Task prompt: How many lines in these records hold the string "static"? State only that number.

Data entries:
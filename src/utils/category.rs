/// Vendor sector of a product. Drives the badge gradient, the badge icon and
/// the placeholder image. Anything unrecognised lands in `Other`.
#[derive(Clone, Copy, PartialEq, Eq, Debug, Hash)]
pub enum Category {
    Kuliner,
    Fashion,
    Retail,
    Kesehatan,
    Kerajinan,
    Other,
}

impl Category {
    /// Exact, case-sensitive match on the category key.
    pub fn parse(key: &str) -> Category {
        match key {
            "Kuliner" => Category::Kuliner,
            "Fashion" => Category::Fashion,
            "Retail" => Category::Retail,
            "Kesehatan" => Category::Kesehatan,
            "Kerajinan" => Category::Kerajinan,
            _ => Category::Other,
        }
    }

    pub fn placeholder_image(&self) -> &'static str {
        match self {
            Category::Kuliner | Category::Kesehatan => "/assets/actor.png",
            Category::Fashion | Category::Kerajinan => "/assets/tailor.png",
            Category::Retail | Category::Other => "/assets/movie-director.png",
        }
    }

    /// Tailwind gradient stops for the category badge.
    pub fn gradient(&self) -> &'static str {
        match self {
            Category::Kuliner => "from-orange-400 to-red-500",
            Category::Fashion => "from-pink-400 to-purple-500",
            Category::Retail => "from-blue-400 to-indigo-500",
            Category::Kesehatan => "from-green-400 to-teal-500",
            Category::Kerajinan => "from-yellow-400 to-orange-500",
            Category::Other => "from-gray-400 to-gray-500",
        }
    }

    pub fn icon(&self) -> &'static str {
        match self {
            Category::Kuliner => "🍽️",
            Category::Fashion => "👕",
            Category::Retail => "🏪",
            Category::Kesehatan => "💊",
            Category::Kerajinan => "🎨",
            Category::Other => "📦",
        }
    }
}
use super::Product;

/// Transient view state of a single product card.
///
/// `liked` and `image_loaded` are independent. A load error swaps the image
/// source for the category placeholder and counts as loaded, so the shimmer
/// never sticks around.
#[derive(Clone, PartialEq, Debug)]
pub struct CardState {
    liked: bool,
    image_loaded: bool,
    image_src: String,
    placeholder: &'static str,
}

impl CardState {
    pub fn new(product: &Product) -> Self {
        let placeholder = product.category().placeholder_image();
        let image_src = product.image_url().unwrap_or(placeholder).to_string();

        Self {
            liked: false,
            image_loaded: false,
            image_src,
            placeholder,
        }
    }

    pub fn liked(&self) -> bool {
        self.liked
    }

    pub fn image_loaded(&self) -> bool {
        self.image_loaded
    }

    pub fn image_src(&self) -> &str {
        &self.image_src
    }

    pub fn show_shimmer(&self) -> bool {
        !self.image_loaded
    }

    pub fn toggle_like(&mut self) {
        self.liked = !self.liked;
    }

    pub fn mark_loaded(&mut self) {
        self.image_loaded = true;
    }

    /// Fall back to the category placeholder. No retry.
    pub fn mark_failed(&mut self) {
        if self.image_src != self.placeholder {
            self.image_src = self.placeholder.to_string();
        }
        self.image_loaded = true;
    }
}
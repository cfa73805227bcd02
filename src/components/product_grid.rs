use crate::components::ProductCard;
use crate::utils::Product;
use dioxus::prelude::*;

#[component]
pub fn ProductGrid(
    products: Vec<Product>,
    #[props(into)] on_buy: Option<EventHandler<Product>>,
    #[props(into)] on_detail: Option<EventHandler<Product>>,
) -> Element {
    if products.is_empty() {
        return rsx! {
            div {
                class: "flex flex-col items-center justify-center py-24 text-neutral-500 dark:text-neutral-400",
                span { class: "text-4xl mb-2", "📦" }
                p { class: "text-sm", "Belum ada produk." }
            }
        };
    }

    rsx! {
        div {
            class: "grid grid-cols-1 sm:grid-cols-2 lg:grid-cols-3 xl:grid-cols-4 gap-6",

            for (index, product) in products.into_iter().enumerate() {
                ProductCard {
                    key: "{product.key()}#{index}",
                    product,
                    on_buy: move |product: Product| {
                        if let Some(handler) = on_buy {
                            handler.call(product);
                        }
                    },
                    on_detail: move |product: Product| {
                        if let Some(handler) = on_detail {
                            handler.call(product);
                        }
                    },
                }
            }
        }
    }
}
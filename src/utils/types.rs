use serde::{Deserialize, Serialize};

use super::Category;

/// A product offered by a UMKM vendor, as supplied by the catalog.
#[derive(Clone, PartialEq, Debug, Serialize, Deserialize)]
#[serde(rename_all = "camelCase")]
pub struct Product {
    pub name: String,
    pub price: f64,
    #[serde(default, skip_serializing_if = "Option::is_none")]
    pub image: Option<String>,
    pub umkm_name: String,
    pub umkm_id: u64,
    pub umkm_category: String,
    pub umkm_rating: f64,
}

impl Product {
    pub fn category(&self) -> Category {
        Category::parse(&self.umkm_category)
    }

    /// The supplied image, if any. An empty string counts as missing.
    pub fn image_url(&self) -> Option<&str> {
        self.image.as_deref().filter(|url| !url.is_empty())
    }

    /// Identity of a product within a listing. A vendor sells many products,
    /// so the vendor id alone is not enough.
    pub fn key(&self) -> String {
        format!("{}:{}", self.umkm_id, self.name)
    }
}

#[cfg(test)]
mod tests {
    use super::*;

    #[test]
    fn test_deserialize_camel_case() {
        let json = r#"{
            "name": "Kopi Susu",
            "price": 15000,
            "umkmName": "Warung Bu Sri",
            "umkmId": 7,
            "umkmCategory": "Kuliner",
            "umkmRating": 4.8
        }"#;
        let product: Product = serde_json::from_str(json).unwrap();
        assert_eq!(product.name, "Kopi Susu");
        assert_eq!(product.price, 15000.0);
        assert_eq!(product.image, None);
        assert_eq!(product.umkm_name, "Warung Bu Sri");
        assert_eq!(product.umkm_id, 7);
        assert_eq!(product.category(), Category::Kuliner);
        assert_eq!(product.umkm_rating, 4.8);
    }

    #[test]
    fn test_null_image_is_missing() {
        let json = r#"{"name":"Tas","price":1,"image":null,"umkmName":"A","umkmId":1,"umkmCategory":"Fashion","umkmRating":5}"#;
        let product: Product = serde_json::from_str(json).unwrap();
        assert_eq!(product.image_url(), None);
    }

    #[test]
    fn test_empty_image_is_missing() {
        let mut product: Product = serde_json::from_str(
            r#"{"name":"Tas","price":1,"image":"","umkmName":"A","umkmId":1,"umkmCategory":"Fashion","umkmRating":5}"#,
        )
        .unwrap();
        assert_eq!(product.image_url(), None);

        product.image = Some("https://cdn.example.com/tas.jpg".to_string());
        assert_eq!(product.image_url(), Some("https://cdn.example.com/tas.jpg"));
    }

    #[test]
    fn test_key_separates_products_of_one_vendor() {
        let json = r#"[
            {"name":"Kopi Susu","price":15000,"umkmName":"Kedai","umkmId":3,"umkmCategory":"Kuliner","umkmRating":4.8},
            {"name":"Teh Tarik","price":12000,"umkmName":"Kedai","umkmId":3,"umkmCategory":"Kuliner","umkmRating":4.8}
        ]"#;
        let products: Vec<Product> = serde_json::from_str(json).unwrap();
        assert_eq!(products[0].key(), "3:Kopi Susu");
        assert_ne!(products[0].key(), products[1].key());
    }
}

Answer below: 4